Virulence in three cryptococcal species.

To determine whether the phenotypic characteristics correlated with the pathogenic potential as a measurement of predictability for virulence, we compared two cryptococcal species, Cryptococcus amylolentus and Cryptococcus podzolicus, to the well-described pathogen C. neoformans. We compared the presence of canonical virulence factors like those found in C. neoformans, such as the capsule, extracellular urease and phospholipase activity, and melanin production, with the capacity to cause death in G. mellonella larvae and the protozoan Acanthamoeba castellanii.

C. amylolentus is the closest known relative to the PC (9), whereas C. podzolicus (20) is more distantly related (21) but was reported to be able to melanize and possess a capsule (7, 22).
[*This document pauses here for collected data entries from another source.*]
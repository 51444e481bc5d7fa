use std::io::{self, Read};

use flate2::CrcReader;

use crate::{
    container::{AlignmentContext, Header},
    error::{Error, Result},
    file_definition::Version,
    io::reader::num::{read_i32_le, read_itf8, read_itf8_as, read_ltf8_as, read_u32_le},
};

// § 9 "End of file container"
const EOF_LENGTH: usize = 15;
// CRAM 2.x EOF blocks carry no CRC32: 15 - 4 = 11
const EOF_LENGTH_V2: usize = 11;
const EOF_REFERENCE_SEQUENCE_ID: i32 = -1;
const EOF_ALIGNMENT_START: i64 = 4_542_278; // "EOF"
const EOF_BLOCK_COUNT: usize = 1;
const EOF_CRC32: u32 = 0x4f_d9_bd_05;

/// Reads a container header.
///
/// Returns the header and the container body length, or `None` at the EOF
/// container (or, for CRAM 2.x streams without one, at end of input).
pub(crate) fn read_header<R>(reader: &mut R, version: Version) -> Result<Option<(Header, usize)>>
where
    R: Read,
{
    if version.has_crc32() {
        let mut crc_reader = CrcReader::new(reader);
        read_header_inner(&mut crc_reader, version)
    } else {
        match read_header_fields(reader, version) {
            Ok(Some((fields, len))) => finish_header(fields, len, version).map(Some),
            Ok(None) => Ok(None),
            Err(Error::Io(ref e)) if e.kind() == io::ErrorKind::UnexpectedEof => Ok(None),
            Err(e) => Err(e),
        }
    }
}

struct Fields {
    reference_sequence_id: i32,
    alignment_start: i64,
    alignment_span: i64,
    record_count: usize,
    record_counter: u64,
    base_count: u64,
    block_count: usize,
    landmarks: Vec<usize>,
}

fn read_header_inner<R>(
    crc_reader: &mut CrcReader<R>,
    version: Version,
) -> Result<Option<(Header, usize)>>
where
    R: Read,
{
    let (fields, len) = match read_header_fields(crc_reader, version) {
        Ok(Some(parts)) => parts,
        // No more data: CRAM 2.0 streams have no EOF container, and seeking
        // past the EOF container lands here too.
        Ok(None) => return Ok(None),
        Err(Error::Io(ref e)) if e.kind() == io::ErrorKind::UnexpectedEof => return Ok(None),
        Err(e) => return Err(e),
    };

    let actual_crc32 = crc_reader.crc().sum();
    let expected_crc32 = read_u32_le(crc_reader.get_mut())?;

    if actual_crc32 != expected_crc32 {
        return Err(Error::Malformed(format!(
            "container header checksum mismatch: expected {expected_crc32:08x}, got {actual_crc32:08x}"
        )));
    }

    if is_eof(
        len,
        fields.reference_sequence_id,
        fields.alignment_start,
        fields.block_count,
        expected_crc32,
    ) {
        return Ok(None);
    }

    finish_header(fields, len, version).map(Some)
}

fn read_header_fields<R>(reader: &mut R, version: Version) -> Result<Option<(Fields, usize)>>
where
    R: Read,
{
    let len = read_i32_le(reader).and_then(|n| {
        usize::try_from(n).map_err(|e| io::Error::new(io::ErrorKind::InvalidData, e))
    })?;

    let reference_sequence_id = read_itf8(reader)?;
    let alignment_start = read_itf8(reader).map(i64::from)?;
    let alignment_span = read_itf8(reader).map(i64::from)?;

    let record_count = read_itf8_as(reader)?;
    let record_counter = if version >= Version::V3_0 {
        read_ltf8_as(reader)?
    } else {
        read_itf8_as(reader)?
    };
    let base_count = if version >= Version::V3_0 {
        read_ltf8_as(reader)?
    } else {
        read_itf8_as(reader)?
    };
    let block_count = read_itf8_as(reader)?;
    let landmarks = read_landmarks(reader)?;

    let fields = Fields {
        reference_sequence_id,
        alignment_start,
        alignment_span,
        record_count,
        record_counter,
        base_count,
        block_count,
        landmarks,
    };

    if !version.has_crc32()
        && is_eof_v2(
            len,
            fields.reference_sequence_id,
            fields.alignment_start,
            fields.block_count,
        )
    {
        return Ok(None);
    }

    Ok(Some((fields, len)))
}

fn finish_header(fields: Fields, len: usize, _version: Version) -> Result<(Header, usize)> {
    // The EOF check comes first: EOF field values do not form a valid
    // alignment context.
    let alignment_context = AlignmentContext::from_wire(
        fields.reference_sequence_id,
        fields.alignment_start,
        fields.alignment_span,
    )?;

    let header = Header {
        alignment_context,
        record_count: fields.record_count,
        record_counter: fields.record_counter,
        base_count: fields.base_count,
        block_count: fields.block_count,
        landmarks: fields.landmarks,
    };

    Ok((header, len))
}

fn read_landmarks<R>(reader: &mut R) -> io::Result<Vec<usize>>
where
    R: Read,
{
    let n: usize = read_itf8_as(reader)?;
    (0..n).map(|_| read_itf8_as(reader)).collect()
}

fn is_eof(
    length: usize,
    reference_sequence_id: i32,
    alignment_start: i64,
    block_count: usize,
    crc32: u32,
) -> bool {
    length == EOF_LENGTH
        && reference_sequence_id == EOF_REFERENCE_SEQUENCE_ID
        && alignment_start == EOF_ALIGNMENT_START
        && block_count == EOF_BLOCK_COUNT
        && crc32 == EOF_CRC32
}

fn is_eof_v2(
    length: usize,
    reference_sequence_id: i32,
    alignment_start: i64,
    block_count: usize,
) -> bool {
    length == EOF_LENGTH_V2
        && reference_sequence_id == EOF_REFERENCE_SEQUENCE_ID
        && alignment_start == EOF_ALIGNMENT_START
        && block_count == EOF_BLOCK_COUNT
}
We observed positive staining by immunofluorescence assays (IFA) on the surface of C. amylolentus cells using the monoclonal antibody (MAb) 18B7 to glucuronoxylomannan (GXM), which is consistent with the presence of a capsule. The polysaccharide in C. amylolentus was in close proximity to the cell body and formed a very thin capsule (Fig. 1A and C). The India ink exclusion assay revealed a clear area surrounding some of the yeasts (Fig. 1B and D), and transmission electron microscopy (TEM) also suggested the presence of a small capsule (see Fig. S3 in the supplemental material). Capsular growth was observed primarily in aging cultures and was not induced by the conditions that favored capsular growth in C. neoformans. The capsule never reached the dimensions of C. neoformans capsules regardless of the conditions tested (Fig. 1A and B). We did not observe a capsule for any strain of C. podzolicus under the experimental conditions used in this study (Fig. 1E to G and H; also, see Fig. S3A in the supplemental material).

FIG 1 .

Capsular detection in different cryptococcal species. (A, C, and E to G) IFA for GXM with MAb 18B7 (green); the cell wall is stained with UviTex2B (blue). (B, D, and H) India ink. Cells were grown for 6 days in MM at 25°C. (A and B) C. amylolentus; (C and D) C. neoformans var. grubii; (E to H) C. podzolicus. (A) Some cells showed positive staining for GXM, closely surrounding the cell wall. (B) The India ink exclusion test revealed the presence of a clear halo that is not homogeneous for all cells. (C) Characteristic capsular pattern for GXM stain. (D) Clear halo corresponding to the capsule. (E) Only a small number of cells in strain CBS 6490 stained positive for MAb 18B7, showing a punctate pattern around the cell body and stronger intensity in the budding daughter cell. (F and G) Strains CBS 9357 and CBS 9358 did not show any positive staining for MAb 18B7. (H) C. podzolicus did not exhibit positive India ink exclusion. The deposition of GXM in C. amylolentus and C. podzolicus did not suggest the presence of a capsule similar to that of C. neoformans. Scale bar, 10 µm.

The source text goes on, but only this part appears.